Bircher vermutete zunächst ein Funkloch, als er keine Melkdaten mehr erhielt. Dann stellte er bei einem Anruf beim Hersteller des Melksystems fest, dass er gehackt worden war. Somit konnte Bircher auf wichtige Informationen nicht mehr zugreifen - was am Ende einer seiner trächtigen Kühe das Leben kostete.

Ein Melkroboter dient dazu, das Melken zu automatisieren. Ein Halsband mit Chip regelt den Zugang zum Melkstand, das Melken und die Fütterung. Verbundene Computer erfassen und speichern auch Daten über die Tiere - etwa Name, Gewicht, Milchleistung, Gesundheitszustand und Informationen über die Trächtigkeit eines Tiers.

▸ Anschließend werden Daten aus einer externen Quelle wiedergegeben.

use std::{collections::HashMap, fmt, rc::Rc};

use crate::{
    ast::Node,
    error::{RuntimeError, Warning},
    interpreter::value::core::Value,
};

/// Result type used by the evaluator.
///
/// All evaluation functions return either a value of type `T` or a
/// `RuntimeError` describing the failure.
pub type EvalResult<T> = Result<T, RuntimeError>;

/// Deepest nesting of [`Scope::eval`] calls, counting calls into function
/// bodies.
pub const MAX_EVAL_DEPTH: usize = 256;

/// Signature of a host-provided built-in.
///
/// A built-in receives the raw, unevaluated argument nodes, the live scope and
/// the line of the call. It decides itself which arguments to evaluate (via
/// [`Scope::eval`]) and in which order, and may read and write the scope.
pub type BuiltinFn = dyn Fn(&[Node], &mut Scope, usize) -> EvalResult<Option<Value>>;

/// What a name in the scope is bound to.
#[derive(Clone)]
pub enum Binding {
    /// A syntax tree, normally a literal atom produced by an assignment.
    ///
    /// Reading the name evaluates the node. A [`Node::Function`] binding makes
    /// the name callable.
    Node(Rc<Node>),
    /// A host-provided built-in function.
    Builtin(Rc<BuiltinFn>),
}

impl fmt::Debug for Binding {
    fn fmt(&self, f: &mut fmt::Formatter<'_>) -> fmt::Result {
        match self {
            Self::Node(node) => write!(f, "Node({node})"),
            Self::Builtin(_) => write!(f, "Builtin"),
        }
    }
}

/// Stores the runtime evaluation state.
///
/// The scope is a single flat mapping from names to [`Binding`]s, shared by
/// everything evaluated in one run: there is no block-local shadowing, and
/// built-ins see and modify the same bindings as the code calling them.
///
/// ## Usage
///
/// Create a scope once per run, pre-populate it with host values and
/// built-ins, and pass it to every evaluation:
///
/// ```
/// use sapphire::{interpreter::{evaluator::core::Scope, value::core::Value}, run};
///
/// let mut scope = Scope::new();
/// scope.define_value("base", 40);
///
/// run("answer :- base + 2", &mut scope).unwrap();
/// let answer = run("answer", &mut scope).unwrap();
///
/// assert_eq!(answer, Some(Value::Integer(42)));
/// ```
#[derive(Clone, Debug, Default)]
pub struct Scope {
    pub(crate) bindings: HashMap<String, Binding>,
    pub(crate) warnings: Vec<Warning>,
    pub(crate) depth:    usize,
}

impl Scope {
    /// Creates an empty scope with no bindings.
    #[must_use]
    pub fn new() -> Self {
        Self::default()
    }

    /// Creates a scope with the standard library (`print`, `prompt`,
    /// `assert`) already registered.
    #[must_use]
    pub fn with_builtins() -> Self {
        let mut scope = Self::new();
        crate::interpreter::evaluator::function::core::register_builtins(&mut scope);
        scope
    }

    /// Evaluates a node and returns the resulting value.
    ///
    /// This is the main entry point for evaluation. The evaluator dispatches
    /// on the node variant; see the individual `eval_*` methods for the
    /// semantics of each.
    ///
    /// # Returns
    /// `Some(Value)` for nodes that produce a value, or `None` for empty
    /// blocks, conditionals without a taken branch, and calls that return
    /// nothing.
    ///
    /// # Errors
    /// Any [`RuntimeError`]; evaluation stops at the first one. Nesting more
    /// than [`MAX_EVAL_DEPTH`] evaluations is a `RecursionLimit` error.
    pub fn eval(&mut self, node: &Node) -> EvalResult<Option<Value>> {
        if self.depth >= MAX_EVAL_DEPTH {
            return Err(RuntimeError::RecursionLimit { limit: MAX_EVAL_DEPTH,
                                                      line:  node.line_number(), });
        }

        self.depth += 1;
        let result = self.eval_node(node);
        self.depth -= 1;
        result
    }

    fn eval_node(&mut self, node: &Node) -> EvalResult<Option<Value>> {
        match node {
            Node::Atom { atom, line } => self.eval_atom(atom, *line).map(Some),
            Node::UnaryOp { op, operand, line } => {
                let value = self.eval_child(operand, *line)?;
                Self::eval_unary(*op, &value, *line).map(Some)
            },
            Node::BinaryOp { left,
                             op,
                             right,
                             line, } => {
                let left = self.eval_child(left, *line)?;
                let right = self.eval_child(right, *line)?;
                Self::eval_binary(*op, &left, &right, *line).map(Some)
            },
            Node::Assignment { name, value, line } => {
                self.eval_assignment(name, value, *line).map(Some)
            },
            Node::Block { lines, .. } => self.eval_block(lines),
            Node::Conditional { condition,
                                then_branch,
                                else_branch,
                                line, } => {
                self.eval_conditional(condition, then_branch, else_branch.as_deref(), *line)
            },
            Node::Call { callee,
                         arguments,
                         line, } => self.eval_call(callee, arguments, *line),
            Node::Function(_) => Ok(Some(Value::Node(Rc::new(node.clone())))),
        }
    }

    /// Evaluates a subexpression and ensures that it produces a value.
    ///
    /// Operands, guards and right-hand sides all need a value; this reports a
    /// `MissingValue` error when the node yields nothing.
    ///
    /// # Example
    /// ```
    /// use sapphire::{
    ///     ast::Node,
    ///     interpreter::{evaluator::core::Scope, value::core::Value},
    /// };
    ///
    /// let mut scope = Scope::new();
    /// let v = scope.eval_child(&Node::atom(10, 1), 1).unwrap();
    /// assert_eq!(v, Value::Integer(10));
    ///
    /// let empty = Node::Block { lines: vec![], line: 1 };
    /// assert!(scope.eval_child(&empty, 1).is_err());
    /// ```
    ///
    /// # Errors
    /// Propagates evaluation errors and returns `MissingValue` for `None`.
    pub fn eval_child(&mut self, node: &Node, line: usize) -> EvalResult<Value> {
        self.eval(node)?.ok_or(RuntimeError::MissingValue { line })
    }
}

Bauer erkennt Notfall bei Kuh nicht - und muss sie einschläfern lassen

Weil die Melkanlage in Teilen unabhängig vom Computer funktionierte, konnte der Landwirt seine 70 Kühe zwar weiter melken, aber auf die Vitaldaten nicht mehr zugreifen. Bei einer seiner Kühe war das Kalb im Mutterleib gestorben - Bircher erkannte wegen der fehlenden Daten den Notfall nicht rechtzeitig und musste das Tier einschläfern lassen.

"Wir haben alles versucht, um die Mutter zu retten, aber am Ende mussten wir sie einschläfern", sagte Bircher der "Luzerner Zeitung" (Bezahlinhalt). "Eines der Tiere lag immer wieder in derselben Box und als ich es eines Tages nicht mehr aufschrecken konnte, wusste ich, dass etwas nicht stimmte." Er ist sich sicher: Hätte er das genaue Datum der Besamung der Kuh gehabt, hätte er schneller reagieren können.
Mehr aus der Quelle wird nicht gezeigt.